For complete, up-to-date East Bay theater listings, look under Billboard on the home page for the "Select Category" pulldown, then select "Theater & Performing Arts."
Becoming Memories-- This sentimental journey into the past by Arthur Giron has its moments -- some funny, some romantic, some tragic -- but in the end, those moments are all it has. That these moments even work is a credit to a particularly strong cast that manages to sell the melodrama and gentle humor amid all the strained credibility, unrewarded foreshadowing, and mawkish faux-children's voices in Center Rep artistic director Lee Sankowich's production of this nonplay that hops between several geographically scattered couples with seemingly nothing in common except living in the early 20th century. -- S.H. (Through April 23 at the Dean Lesher Regional Center for the Arts; DLRCA.org or 925-943-7469.)
Blood Relative -- No one knew exactly what would come of Traveling Jewish Theatre's long-awaited Middle East Project, a piece about the Israeli-Palestinian conflict created with international artists, but it was a fair bet it wouldn't be all bunnies and daffodils. That's evident from the very first moment of Blood Relative, in which half-Arab, half-Israeli Ibi (similarly Palestinian-Israeli guest artist Ibrahim Miari) staggers in with a bandaged nose and a bloodied shirt and sets about upturning his apartment in impotent rage. In its delicate balance between rib-tickling satire and gut-punching satire, the comedy here proves as thought-provoking as the tragedy. -- S.H. (Through April 17 at the Traveling Jewish Theatre and April 21 through May 1 at the Julia Morgan Center for the Arts; ATJT.com or 415-285-8080.)
For Better or Worse -- Geoff Hoyle is a very, very funny man. So it's natural that he decided to take on Georges Feydeau, heavyweight French farceur. Hoyle was fascinated by five works from late in the author's life, the one-act "bedroom farces." But he couldn't find exactly what he wanted, so he took two of the one-acts, did a new translation, and has put them together as For Better or Worse, a slapsticky examination of the perils of family life that would ring true in any era set in France just before the Great War. Feydeau created intricately wacky situations that beg to be overplayed in exactly the way Hoyle and costar Sharon Lockwood do. But it's as if there's a piece missing. It's all adorable and saucy, but it could really use a third act, or a little more of a plot. -- L.D. (Through April 24 at the Berkeley Rep; BerkeleyRep.org or 510-647-2949.)

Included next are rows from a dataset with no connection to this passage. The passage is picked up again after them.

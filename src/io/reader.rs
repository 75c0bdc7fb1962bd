use std::path::{Path, PathBuf};

use async_trait::async_trait;
use thiserror::Error;
use tokio::io::AsyncRead;
use tokio_stream::StreamExt;

use super::row::Row;
use crate::rates::ExchangeRate;

pub type Result<T> = core::result::Result<T, ReadRatesError>;

/// Errors that prevent reading the feed as a whole.
/// Problems with single rows are not errors, those rows are just skipped.
#[derive(Debug, Error)]
pub enum ReadRatesError {
  #[error("Unable to open the rates feed {}: {source}", .path.display())]
  Open {
    path: PathBuf,
    source: std::io::Error,
  },

  #[error("Unable to read the rates feed: {0}")]
  Read(#[source] csv_async::Error),
}

/// Interface to read exchange rates from an external source
#[async_trait(?Send)]
pub trait RatesReader {
  /// Read all the valid rates found in the feed at `path`, in the same order as they appear.
  /// Malformed rows are skipped, but failing to open or read the feed is an error.
  async fn read(&self, path: &Path) -> Result<Vec<ExchangeRate>>;
}

/// Implementation of [`RatesReader`] for the CSV format.
pub struct CsvRatesReader {
  delimiter: u8,
}

impl CsvRatesReader {
  pub fn new() -> Self {
    Self { delimiter: b',' }
  }

  pub fn with_delimiter(delimiter: u8) -> Self {
    Self { delimiter }
  }

  async fn read_from<R>(&self, reader: R) -> Result<Vec<ExchangeRate>>
  where
    R: AsyncRead + Unpin + Send,
  {
    let mut records = csv_async::AsyncReaderBuilder::new()
      .has_headers(false)
      .flexible(true)
      .delimiter(self.delimiter)
      .create_reader(reader)
      .into_records();

    let mut rates = Vec::new();
    let mut dropped = 0usize;

    while let Some(maybe_record) = records.next().await {
      let mut record = match maybe_record {
        Ok(record) => record,
        Err(err) if matches!(err.kind(), csv_async::ErrorKind::Io(_)) => {
          return Err(ReadRatesError::Read(err))
        }
        Err(err) => {
          log::debug!("Skipping unreadable row: {}", err);
          dropped += 1;
          continue;
        }
      };

      record.trim();
      match Row::from(&record) {
        Row::Rate(rate) => rates.push(rate),
        Row::Header => {}
        Row::InvalidDate(date) => {
          log::debug!("Skipping row with invalid date: {}", date);
          dropped += 1;
        }
        Row::InvalidValue(value) => {
          log::debug!("Skipping row with invalid value: {:?}", value);
          dropped += 1;
        }
      }
    }

    log::info!("Read {} exchange rates, skipped {} rows", rates.len(), dropped);
    Ok(rates)
  }
}

impl Default for CsvRatesReader {
  fn default() -> Self {
    Self::new()
  }
}

#[async_trait(?Send)]
impl RatesReader for CsvRatesReader {
  async fn read(&self, path: &Path) -> Result<Vec<ExchangeRate>> {
    let file = tokio::fs::File::open(path)
      .await
      .map_err(|source| ReadRatesError::Open {
        path: path.to_path_buf(),
        source,
      })?;

    self.read_from(file).await
  }
}
use super::HCEConfig;
use crate::hce::context::EvalContext;
use cozy_chess::Color;
use utils::{majors, minors};

/// Enemy pieces attacked by cheaper pieces of ours, plus pieces we keep defended.
#[inline(always)]
pub(super) fn evaluate(ctx: &EvalContext, color: Color, config: &HCEConfig) -> i16 {
    let board = ctx.board();
    let threats = ctx.position.threats_for(!color).len() as i16;

    let support = ctx.position.support_for(color);
    let supported_minors = (support & minors(board, color)).len() as i16;
    let supported_majors = (support & majors(board, color)).len() as i16;

    config.threats_multiplier * threats
        + config.supported_minor_bonus * supported_minors
        + config.supported_major_bonus * supported_majors
}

Proof -- This Pulitzer- and Tony-winning 2001 play by David Auburn about the genius daughter and erstwhile caretaker of a recently deceased and long-addled mathematician touches upon some interesting issues of gender and politics in the sciences, if only glancingly, and this lively community theater production directed by John McMullen brings out its humor admirably. Everyone acts about five years younger than the characters they're playing, with the exception of David Coury as the dad, who comes off more like a petulant ten-year-old who doesn't want to eat his peas. But Lily Cedar-Kraft is amusingly girly as the clueless yuppie sister who actually pays the bills, and Carolyn Zola and Georg Herzog have very sexy stage chemistry as the pissed-off prodigy and the goofy math scholar sifting through her father's notebooks. -- S.H. (Through May 7 at Masquers Playhouse; Masquers.org or 510-232-4031.)
String Fever-- Playhouse West has loosed up its programming in recent years, as exemplified by the sweet, funny, String Fever, where an angelic forty-year-old woman and the people in her life talk openly about sex and shit. It's all appropriate in context, and there's much more than bodily functions to Jacquelyn Reingold's wry look at a woman hitting forty and the wall at pretty much the same time. Lily wants a baby, a mate, and professional satisfaction, and it's looking precarious on all three fronts. How she sets out to juggle her desires -- and the shaky mental or physical health of pretty much everyone around her -- sort of takes place in Lily's head, and sort of doesn't. Hers is not a cynical, battle-of-the-sexes struggle, but a thoughtful and open contemplation of the vagaries of love -- and physics. -- L.D. (Through April 23 at the DLRCA; PlayhouseWest.org or 925-943-SHOW).
West Side Story -- The new production of West Side Story helmed by Grant Rosen for the Diablo Light Opera Company shows off Rosen's considerable chops as a choreographer and fight designer. Meshed with excellent visuals -- a dark, gritty set, beautiful lighting, and bright, sherbety dresses with contrasting crinolines -- this take on the Jerome Robbins musical is vividly cinematic. It's also huge. There are often as many as forty people onstage at a time, there's a 21-piece orchestra led by Cheryl Yee Glass, and the set pieces stretch high into the space. The dancing is great and marked by big showy numbers, while the fights are similarly flashy and intense. -- L.D. (Through May 8 at the DLRCA; DLOC.org or 925-943-SHOW).